(Supplied material Opens)

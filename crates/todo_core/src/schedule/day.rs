//! Calendar-day helpers shared by the scheduler and the task API.
//!
//! Days travel as `time::Date` inside the scheduler and as `YYYY-MM-DD`
//! strings on the task model. All day boundaries are local midnight of the
//! invoking environment; nothing is normalized to UTC, so two callers in
//! different zones may disagree on what "today" is.

use crate::error::AppError;
use serde::{Deserialize, Serialize};
use time::macros::format_description;
use time::{Date, Duration, OffsetDateTime, UtcOffset, Weekday};

#[derive(Debug, Clone, Copy, Default, PartialEq, Eq, Serialize, Deserialize)]
#[serde(rename_all = "snake_case")]
pub enum WeekStart {
    #[default]
    Monday,
    Sunday,
}

pub fn format_day(day: Date) -> String {
    format!(
        "{:04}-{:02}-{:02}",
        day.year(),
        u8::from(day.month()),
        day.day()
    )
}

pub fn parse_day(raw: &str) -> Result<Date, AppError> {
    Date::parse(raw.trim(), format_description!("[year]-[month]-[day]"))
        .map_err(|_| AppError::invalid_input(format!("'{}' is not a YYYY-MM-DD date", raw.trim())))
}

pub fn is_weekend(day: Date) -> bool {
    matches!(day.weekday(), Weekday::Saturday | Weekday::Sunday)
}

pub fn local_offset() -> UtcOffset {
    UtcOffset::current_local_offset().unwrap_or(UtcOffset::UTC)
}

pub fn local_today() -> Date {
    OffsetDateTime::now_utc().to_offset(local_offset()).date()
}

/// First day of the week that contains `day`.
pub fn week_start(day: Date, starts_on: WeekStart) -> Date {
    let back = match starts_on {
        WeekStart::Monday => day.weekday().number_days_from_monday(),
        WeekStart::Sunday => day.weekday().number_days_from_sunday(),
    };
    day.checked_sub(Duration::days(i64::from(back)))
        .unwrap_or(day)
}
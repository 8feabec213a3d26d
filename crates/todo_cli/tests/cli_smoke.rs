use std::process::Command;

#[test]
fn cli_smoke_help() {
    let exe = env!("CARGO_BIN_EXE_todo_cli");
    let output = Command::new(exe)
        .arg("--help")
        .output()
        .expect("failed to run todo_cli --help");

    assert!(output.status.success());
    let stdout = String::from_utf8_lossy(&output.stdout);
    assert!(stdout.contains("plan"));
    assert!(stdout.contains("depend"));
}

#[test]
fn cli_rejects_unknown_command() {
    let exe = env!("CARGO_BIN_EXE_todo_cli");
    let output = Command::new(exe)
        .arg("frobnicate")
        .output()
        .expect("failed to run todo_cli");

    assert!(!output.status.success());
    let stderr = String::from_utf8_lossy(&output.stderr);
    assert!(stderr.starts_with("ERROR: invalid_input"));
}
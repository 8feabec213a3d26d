use crate::model::Task;
use crate::schedule::score::{Tiebreak, score};
use std::collections::HashMap;
use time::Date;

/// Tasks already placed per day, owned by a single scheduling call.
pub type LoadMap = HashMap<Date, u32>;

pub fn load_on(load: &LoadMap, day: Date) -> u32 {
    load.get(&day).copied().unwrap_or(0)
}

pub fn has_room(load: &LoadMap, day: Date, daily_capacity: i64) -> bool {
    i64::from(load_on(load, day)) < daily_capacity
}

/// Lowest-cost day in `window` that still has room for `task`.
///
/// Days are scanned in window order and only a strictly lower cost replaces
/// the current best, so the earliest day wins ties. `None` means every day
/// is full.
pub fn place_one(
    task: &Task,
    window: &[Date],
    load: &LoadMap,
    daily_capacity: i64,
    tiebreak: Tiebreak,
) -> Option<Date> {
    let anchor = *window.first()?;
    let mut best: Option<(Date, i64)> = None;

    for &day in window {
        if !has_room(load, day, daily_capacity) {
            continue;
        }

        let cost = score(task, day, load_on(load, day), tiebreak, anchor);
        if best.is_none_or(|(_, best_cost)| cost < best_cost) {
            best = Some((day, cost));
        }
    }

    best.map(|(day, _)| day)
}
pub mod config;
pub mod error;
pub mod graph;
pub mod model;
pub mod schedule;
pub mod storage;
pub mod task_api;
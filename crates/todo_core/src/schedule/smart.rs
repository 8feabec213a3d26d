use crate::model::Task;
use crate::schedule::ScheduleOptions;
use crate::schedule::day::parse_day;
use crate::schedule::place::{LoadMap, place_one};
use crate::schedule::window::day_window;
use time::Date;
use tracing::{debug, warn};

pub const SMART_WINDOW_WEEKS: u32 = 4;

/// Best day for a single task within four weeks of the anchor, given where
/// everything else already sits.
///
/// The load map counts every other non-archived task with a date, whatever
/// its status. Only the chosen day is returned; no task is modified.
pub fn smart_schedule(task: &Task, all_tasks: &[Task], options: &ScheduleOptions) -> Option<Date> {
    let window = day_window(options.week_anchor, SMART_WINDOW_WEEKS);
    let load = existing_load(task, all_tasks);

    let day = place_one(task, &window, &load, options.daily_capacity, options.tiebreak);
    debug!(task = %task.id, found = day.is_some(), "smart placement");
    day
}

fn existing_load(target: &Task, all_tasks: &[Task]) -> LoadMap {
    let mut load = LoadMap::new();

    for other in all_tasks {
        if other.id == target.id || other.archived {
            continue;
        }
        let Some(raw) = other.scheduled_date.as_deref() else {
            continue;
        };
        match parse_day(raw) {
            Ok(day) => *load.entry(day).or_insert(0) += 1,
            Err(_) => warn!(task = %other.id, value = raw, "ignoring unparseable scheduled_date"),
        }
    }

    load
}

(Supplied material Closes)

- [Problem statement]:
In the data above, find the line that contains "filename crates/todo_core/src/schedule/smart.rs" and the line that contains "task is modified.". Repeat exactly those lines and every line between them, and only those.

- [Result of this task]:
filename crates/todo_core/src/schedule/smart.rs
repository 8feabec213a3d26d
use crate::model::Task;
use crate::schedule::ScheduleOptions;
use crate::schedule::day::parse_day;
use crate::schedule::place::{LoadMap, place_one};
use crate::schedule::window::day_window;
use time::Date;
use tracing::{debug, warn};

pub const SMART_WINDOW_WEEKS: u32 = 4;

/// Best day for a single task within four weeks of the anchor, given where
/// everything else already sits.
///
/// The load map counts every other non-archived task with a date, whatever
/// its status. Only the chosen day is returned; no task is modified.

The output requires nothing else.